Success factors for reinventing search include the following:
- Give up the wild goose chase.
Amassing new information daily while maintaining archival data, many federal sites have tried to keep up with content explosion with multiple search engines across multiple sites, databases and pages. This fragmented search is far from intuitive, making searching complicated, cumbersome and often unsuccessful. Agencies must integrate search functions with a federated search approach like the one that powers Science.gov, which brings together information from more than 50 databases and 2,100 websites from 13 federal agencies all in one place.
-
Know there’s no place like home.
Federal agencies have tremendous opportunities to change the game on customer service and improve citizen interaction by using geo IP—connecting people to local benefits offices, post offices, armed services recruitment centers and more.
-
Understand that search is the new homepage.

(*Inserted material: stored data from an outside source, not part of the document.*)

//! Search-and-recenter controller.
//!
//! [`LocationSearchController`] owns the current [`Region`]. Each search trims
//! the input, geocodes it, and, if it is still the most recent search when the
//! response arrives, replaces the region and tells the map to animate there.
//!
//! # State
//!
//! The region lives in a `tokio::sync::watch` channel: the controller is the
//! only writer, and UI layers call [`subscribe`](LocationSearchController::subscribe)
//! to observe replacements. Failures never touch it.
//!
//! # Ordering
//!
//! Every search gets an increasing sequence number when it is issued. A
//! response is applied only if its sequence number is still the latest one
//! issued; older responses are discarded with `SearchError::Superseded`,
//! whatever order they arrive in.
//!
//! # Timeout and cancellation
//!
//! Each attempt is bounded by `Config::timeout`; the whole search, retries
//! and backoff included, by `search_budget`. [`shutdown`](LocationSearchController::shutdown)
//! cancels in-flight searches and rejects new ones, for use when the screen
//! is torn down.

use std::sync::atomic::{AtomicU64, Ordering};
use std::sync::Arc;
use std::time::Duration;

use log::{debug, info, warn};
use tokio::sync::watch;
use tokio_util::sync::CancellationToken;

use crate::config::{Config, ResultSelection, SEARCH_REGION_DELTA};
use crate::error_handling::{
    search_budget, update_search_stats, InfoType, InitializationError, SearchError, SearchStats,
};
use crate::geocode::{select_candidate, GeocodingClient, SearchQuery};
use crate::initialization::init_client;
use crate::map::MapView;
use crate::region::{Marker, Region};

/// Turns free-text searches into published map regions.
pub struct LocationSearchController<M: MapView> {
    client: GeocodingClient,
    map: M,
    state: watch::Sender<Region>,
    issued: AtomicU64,
    cancel: CancellationToken,
    stats: Arc<SearchStats>,
    timeout: Duration,
    animation_duration: Duration,
    result_selection: ResultSelection,
}

impl<M: MapView> LocationSearchController<M> {
    /// Creates a controller showing the default region.
    pub fn new(client: GeocodingClient, map: M, config: &Config) -> Self {
        Self::with_region(client, map, config, Region::default())
    }

    /// Creates a controller showing `initial` until the first successful search.
    pub fn with_region(client: GeocodingClient, map: M, config: &Config, initial: Region) -> Self {
        let (state, _) = watch::channel(initial);
        Self {
            client,
            map,
            state,
            issued: AtomicU64::new(0),
            cancel: CancellationToken::new(),
            stats: Arc::new(SearchStats::new()),
            timeout: search_budget(config.timeout, config.max_retries),
            animation_duration: config.animation_duration,
            result_selection: config.result_selection,
        }
    }

    /// Builds the HTTP client and geocoding client from `config`.
    ///
    /// # Errors
    ///
    /// Returns an `InitializationError` if the HTTP client cannot be built, the
    /// API key is missing, or the endpoint is not an absolute URL.
    pub fn from_config(config: &Config, map: M) -> Result<Self, InitializationError> {
        let http = init_client(config)?;
        let client = GeocodingClient::new(http, config)?;
        Ok(Self::new(client, map, config))
    }

    /// The region currently shown.
    pub fn current_region(&self) -> Region {
        *self.state.borrow()
    }

    /// Observes region replacements. The receiver starts at the current region.
    pub fn subscribe(&self) -> watch::Receiver<Region> {
        self.state.subscribe()
    }

    /// The marker drawn at the current region.
    pub fn marker(&self) -> Marker {
        Marker::at(&self.state.borrow())
    }

    /// Counters for every search outcome.
    pub fn stats(&self) -> Arc<SearchStats> {
        Arc::clone(&self.stats)
    }

    /// Sequence number of the most recently issued search (0 before any).
    pub fn latest_sequence(&self) -> u64 {
        self.issued.load(Ordering::SeqCst)
    }

    /// Cancels in-flight searches and rejects later ones.
    pub fn shutdown(&self) {
        if !self.cancel.is_cancelled() {
            info!("Shutting down location search");
        }
        self.cancel.cancel();
    }

    /// Whether [`shutdown`](Self::shutdown) has been called.
    pub fn is_shut_down(&self) -> bool {
        self.cancel.is_cancelled()
    }

    /// A token that is cancelled when [`shutdown`](Self::shutdown) is called.
    pub fn cancellation_token(&self) -> CancellationToken {
        self.cancel.clone()
    }

    /// Searches for `raw_text` and recenters the map on the first match.
    ///
    /// On success the returned region has already been published and the map
    /// instructed to animate to it. On any error the current region is left
    /// exactly as it was; the error is logged and counted before returning.
    ///
    /// # Errors
    ///
    /// - `SearchError::EmptyQuery` if the text is blank (no request is sent)
    /// - `SearchError::NotFound` if the service has no usable candidate
    /// - `SearchError::Transport`, `Decode`, `InvalidUrl`, `Timeout` on
    ///   request failure
    /// - `SearchError::InvalidRegion` if the candidate is out of range
    /// - `SearchError::Superseded` if a newer search was issued meanwhile
    /// - `SearchError::Cancelled` after [`shutdown`](Self::shutdown)
    pub async fn search(&self, raw_text: &str) -> Result<Region, SearchError> {
        let result = self.run_search(raw_text).await;
        if let Err(ref error) = result {
            log_search_error(raw_text.trim(), error);
            update_search_stats(&self.stats, error);
        }
        result
    }

    /// UI entry point: like [`search`](Self::search) but absorbs every failure.
    ///
    /// Returns the newly published region, or `None` if the region did not
    /// change.
    pub async fn submit(&self, raw_text: &str) -> Option<Region> {
        self.search(raw_text).await.ok()
    }

    async fn run_search(&self, raw_text: &str) -> Result<Region, SearchError> {
        let query = SearchQuery::parse(raw_text).ok_or(SearchError::EmptyQuery)?;
        if self.cancel.is_cancelled() {
            return Err(SearchError::Cancelled);
        }

        let sequence = self.issued.fetch_add(1, Ordering::SeqCst) + 1;
        info!("Search #{} for '{}'", sequence, query);

        let response = tokio::select! {
            biased;
            _ = self.cancel.cancelled() => return Err(SearchError::Cancelled),
            outcome = tokio::time::timeout(self.timeout, self.client.geocode(&query)) => {
                outcome.map_err(|_| SearchError::Timeout(self.timeout))??
            }
        };

        let candidate = select_candidate(&response, self.result_selection)?;
        let region = Region::around(candidate.coordinate(), SEARCH_REGION_DELTA)?;
        if let Some(address) = &candidate.formatted_address {
            debug!("Search #{} resolved to '{}'", sequence, address);
        }

        self.publish(sequence, region)
    }

    fn publish(&self, sequence: u64, region: Region) -> Result<Region, SearchError> {
        if self.cancel.is_cancelled() {
            return Err(SearchError::Cancelled);
        }

        // The sequence check runs under the watch lock so that a newer search
        // cannot publish between the check and the write.
        let mut latest = sequence;
        let published = self.state.send_if_modified(|current| {
            latest = self.issued.load(Ordering::SeqCst);
            if latest == sequence {
                *current = region;
                true
            } else {
                false
            }
        });
        if !published {
            return Err(SearchError::Superseded { sequence, latest });
        }

        self.map.animate_to_region(&region, self.animation_duration);
        self.stats.increment_info(InfoType::RegionPublished);
        info!("Search #{} recentered map at {}", sequence, region);
        Ok(region)
    }
}

fn log_search_error(text: &str, error: &SearchError) {
    if !error.is_failure() {
        debug!("Search for '{}' not applied: {}", text, error);
        return;
    }
    match error {
        SearchError::NotFound {
            message: Some(message),
            ..
        } => warn!("Location not found for '{}': {} ({})", text, error, message),
        SearchError::NotFound { .. } => warn!("Location not found for '{}': {}", text, error),
        _ => warn!("Error searching for location '{}': {}", text, error),
    }
}

#[cfg(test)]
mod tests;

Next-generation search solutions have an intelligence layer and a context-based approach that can let them provide specific knowledge even before the search results appear. Just imagine the ease of typing in the word “tax” and getting an immediate display of the date that taxes are due this year or typing in “income” and getting median household income statistics for your state even before you hit return.
-
Deliver the needle in the haystack.
The recent addition of “Knowledge Graph” to Google’s search is taking context-based searching to the next level, providing traditionally unstructured data in an easily consumable format. Put to use by government websites, this kind of context-based search can enhance public information access and can help agencies meet expectations for using application programming interfaces to drive data accessibility.